La existencia de controles de precios ha sido un absoluto fracaso en Argentina, y el motivo es sencillo: no atacan la raíz del problema, sino solamente su consecuencia. Si yo empezara a comer quince hamburguesas por día sin hacer ejercicio físico y aumentara de peso hasta alcanzar 200 kilos, podría someterme a un bypass gástrico y eso me haría adelgazar; pero si yo siguiera con la misma dieta luego de la cirugía, volvería a subir de peso. De la misma forma, con los controles de precios el Estado puede tener algún éxito inicial, pero en el largo plazo nunca funcionan si el problema de base no se ataca.

Ese problema de base que los argentinos casi nunca hemos atacado es el hecho de que nuestros gobiernos permanentemente gastan más dinero del que ingresan, y cuando lo piden prestado no lo devuelven. Un país que ha entrado en default tantas veces a lo largo de su historia no es uno donde existan demasiadas personas con intenciones de prestarle al gobierno, con el resultado de que el déficit fiscal debe ser financiado con simple emisión monetaria. Y si distintas administraciones "inundan" al país de pesos, ellos dejan de tener valor: esta historia ya se ha visto en el Antiguo Egipto, en la República de Weimar, en la Unión Soviética y en tantos otros lugares reseñados por Robert Schuettinger e Eamonn Butler en su libro 4000 años de controles de precios y salarios. En un país como la Argentina, que acumula décadas de déficit fiscal, el resultado de esta política es conocido.

En general, los controles en la Argentina han sido tan inútiles que los únicos períodos en los que la inflación se detuvo han sido aquellos con precios libres. Yo nací en 1995, un año en el que la inflación "dio cero" y en el medio de la única década reciente donde el país prácticamente no tuvo controles de precios. El presidente Menem se quejaba entonces de que, hasta esos años, el Estado "se metía donde no le corresponde" con terribles resultados: el gobierno de su predecesor Alfonsín, así como su propia administración, habían protagonizado hiperinflaciones que pocos años después eran solamente un mal recuerdo. ¿Por qué? Porque Menem, en el interín, no solamente había dejado de enviar inspectores a los supermercados sino que había eliminado organismos como la Dirección Nacional del Azúcar, la Junta Nacional de Carnes o la Junta Nacional de Granos, que se dedicaban a fijar precios, y había también eliminado impuestos pensados para abaratar productos, como los derechos de exportación. Todo eso ha quedado en el pasado.
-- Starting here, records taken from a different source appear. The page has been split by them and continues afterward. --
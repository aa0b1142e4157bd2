// Inputdev Control Channel
// Datagram control socket and its one-line text protocol

use std::io;
use std::mem;
use std::os::unix::io::{AsRawFd, FromRawFd, RawFd};
use std::os::unix::net::UnixDatagram;
use std::path::{Path, PathBuf};
use std::str::FromStr;

use strum_macros::{Display, EnumString};

/// Receive buffer size; datagrams filling `MAX_DATAGRAM` bytes are rejected
pub const BUFFER_SIZE: usize = 128;

/// Longest accepted datagram is one byte shorter than this
pub const MAX_DATAGRAM: usize = BUFFER_SIZE - 1;

/// Errors while setting up the control socket
#[derive(Debug, thiserror::Error)]
pub enum ControlError {
    #[error("failed to bind control socket {path}: {source}")]
    Bind { path: PathBuf, source: io::Error },

    #[error("descriptor {fd} is not a datagram socket")]
    NotDatagram { fd: RawFd },

    #[error("control channel already open")]
    AlreadyOpen,

    #[error("control socket I/O error: {0}")]
    Io(#[from] io::Error),
}

/// Rejected control datagrams; logged and ignored
#[derive(Debug, Clone, PartialEq, Eq, thiserror::Error)]
pub enum ProtocolError {
    #[error("received too much data ({0} bytes)")]
    Oversized(usize),

    #[error("command is not valid UTF-8")]
    NotUtf8,

    #[error("invalid command '{0}'")]
    Malformed(String),

    #[error("invalid command '{verb}' for '{argument}'")]
    UnknownVerb { verb: String, argument: String },

    #[error("invalid dump scope '{0}'")]
    UnknownScope(String),
}

/// Which collections `dump` lists
#[derive(Debug, Clone, Copy, PartialEq, Eq, Hash, Display, EnumString)]
#[strum(serialize_all = "lowercase", ascii_case_insensitive)]
pub enum DumpScope {
    Active,
    Gc,
    All,
}

impl DumpScope {
    pub fn includes_active(self) -> bool {
        matches!(self, DumpScope::Active | DumpScope::All)
    }

    pub fn includes_gc(self) -> bool {
        matches!(self, DumpScope::Gc | DumpScope::All)
    }
}

/// A parsed control command
#[derive(Debug, Clone, PartialEq, Eq)]
pub enum Command {
    /// `add <device>` or `change <device>`
    Add(String),
    /// `remove <device>`
    Remove(String),
    /// `quirk:[+|-]<name> <device>`; `quirk` keeps its sign prefix
    Quirk { device: String, quirk: String },
    /// `dump active|gc|all`
    Dump(DumpScope),
}

impl Command {
    /// Parse one datagram: `<verb> <argument>`, whitespace separated.
    ///
    /// Tokens after the argument are ignored.
    pub fn parse(datagram: &[u8]) -> Result<Self, ProtocolError> {
        if datagram.len() >= MAX_DATAGRAM {
            return Err(ProtocolError::Oversized(datagram.len()));
        }

        let text = std::str::from_utf8(datagram).map_err(|_| ProtocolError::NotUtf8)?;
        let mut tokens = text.split_whitespace();
        let (Some(verb), Some(argument)) = (tokens.next(), tokens.next()) else {
            return Err(ProtocolError::Malformed(text.trim_end().to_string()));
        };

        let lower = verb.to_ascii_lowercase();
        let command = match lower.as_str() {
            "add" | "change" => Command::Add(argument.to_string()),
            "remove" => Command::Remove(argument.to_string()),
            "dump" => Command::Dump(
                DumpScope::from_str(argument)
                    .map_err(|_| ProtocolError::UnknownScope(argument.to_string()))?,
            ),
            _ => match lower.strip_prefix("quirk:") {
                Some(quirk) if !quirk.trim_start_matches(['+', '-']).is_empty() => {
                    Command::Quirk {
                        device: argument.to_string(),
                        quirk: verb["quirk:".len()..].to_string(),
                    }
                }
                _ => {
                    return Err(ProtocolError::UnknownVerb {
                        verb: verb.to_string(),
                        argument: argument.to_string(),
                    })
                }
            },
        };

        Ok(command)
    }
}

/// Nonblocking datagram socket receiving control commands
#[derive(Debug)]
pub struct ControlSocket {
    socket: UnixDatagram,
    bound_path: Option<PathBuf>,
}

impl ControlSocket {
    /// Bind a fresh socket at `path`, replacing a stale node.
    ///
    /// The node is created with mode 0600 (umask 0077).
    pub fn bind(path: &Path) -> Result<Self, ControlError> {
        match std::fs::remove_file(path) {
            Ok(()) => log::debug!("removed stale control socket {}", path.display()),
            Err(e) if e.kind() == io::ErrorKind::NotFound => {}
            Err(e) => {
                return Err(ControlError::Bind {
                    path: path.to_path_buf(),
                    source: e,
                })
            }
        }

        // SAFETY: umask only swaps the process file creation mask
        let old_mask = unsafe { libc::umask(0o077) };
        let bound = UnixDatagram::bind(path);
        unsafe { libc::umask(old_mask) };

        let socket = bound.map_err(|source| ControlError::Bind {
            path: path.to_path_buf(),
            source,
        })?;
        socket.set_nonblocking(true)?;

        Ok(Self {
            socket,
            bound_path: Some(path.to_path_buf()),
        })
    }

    /// Adopt an inherited descriptor (socket activation).
    ///
    /// # Safety
    ///
    /// `fd` must be an open descriptor owned by nobody else.
    pub unsafe fn from_raw_fd(fd: RawFd) -> Result<Self, ControlError> {
        let mut ty: libc::c_int = 0;
        let mut len = mem::size_of::<libc::c_int>() as libc::socklen_t;
        let rc = libc::getsockopt(
            fd,
            libc::SOL_SOCKET,
            libc::SO_TYPE,
            &mut ty as *mut libc::c_int as *mut libc::c_void,
            &mut len,
        );
        if rc < 0 {
            return Err(ControlError::Io(io::Error::last_os_error()));
        }
        if ty != libc::SOCK_DGRAM {
            return Err(ControlError::NotDatagram { fd });
        }

        let socket = UnixDatagram::from_raw_fd(fd);
        socket.set_nonblocking(true)?;

        Ok(Self {
            socket,
            bound_path: None,
        })
    }

    /// Receive one datagram; at most `MAX_DATAGRAM` bytes are kept
    pub fn recv<'a>(&self, buf: &'a mut [u8; BUFFER_SIZE]) -> io::Result<&'a [u8]> {
        let n = self.socket.recv(&mut buf[..MAX_DATAGRAM])?;
        Ok(&buf[..n])
    }
}

impl AsRawFd for ControlSocket {
    fn as_raw_fd(&self) -> RawFd {
        self.socket.as_raw_fd()
    }
}

impl Drop for ControlSocket {
    fn drop(&mut self) {
        if let Some(path) = &self.bound_path {
            let _ = std::fs::remove_file(path);
        }
    }
}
El experimento de la década de 1990, que colapsó precisamente una vez que el país volvió a tener déficit fiscal y se endeudó desmedidamente, es en la actualidad reivindicado solo por algunos políticos de la oposición: gran parte de la ciudadanía todavía cree que los controles de precios funcionan incluso si la evidencia de que este no es el caso está frente a sus narices. En efecto, hoy ya no se trata solamente de galletas o billetes de avión: en las últimas dos décadas las administraciones Kirchner han intervenido precios como el de la energía, con el resultado de que nadie invierte en ella y los cortes de luz son ahora comunes; y el del dólar, con el resultado de que existen ahora múltiples tipos de cambio porque el "oficial" y barato solo existe para los amigos del gobierno. La presión alcista de los precios es lógica: el gobierno argentino, en el que nadie cree, tiene los mercados de deuda cerrados, y la fenomenal disparada del gasto público durante el kirchnerismo vuelve inevitable la emisión monetaria. Lamentablemente, la Argentina del presente ha vuelto a los controles de precios porque el déficit fiscal ha vuelto, la inflación ha reaparecido con él, y no existe voluntad real para frenar a ninguno.

En un cínico giro en los acontecimientos, el último programa de control de precios implementado por el gobierno de Alberto Fernández ha sido denominado "Precios Justos", tal como el dictador venezolano Nicolás Maduro llamó en el pasado al suyo. Pero la inflación no se ha dado por enterada: la tasa que alcanzaba el 53,8% en 2019, año en el que comenzó la administración peronista, llega hoy al 94,8% anual, mientras el ministro de economía festeja que ha habido un mes en el que los precios han subido apenas por debajo del 5%. Si suena distópico, es porque lo es. Si yo fuera español, preferiría no vivirlo.

Marcos Falcone (Fundación Libertad).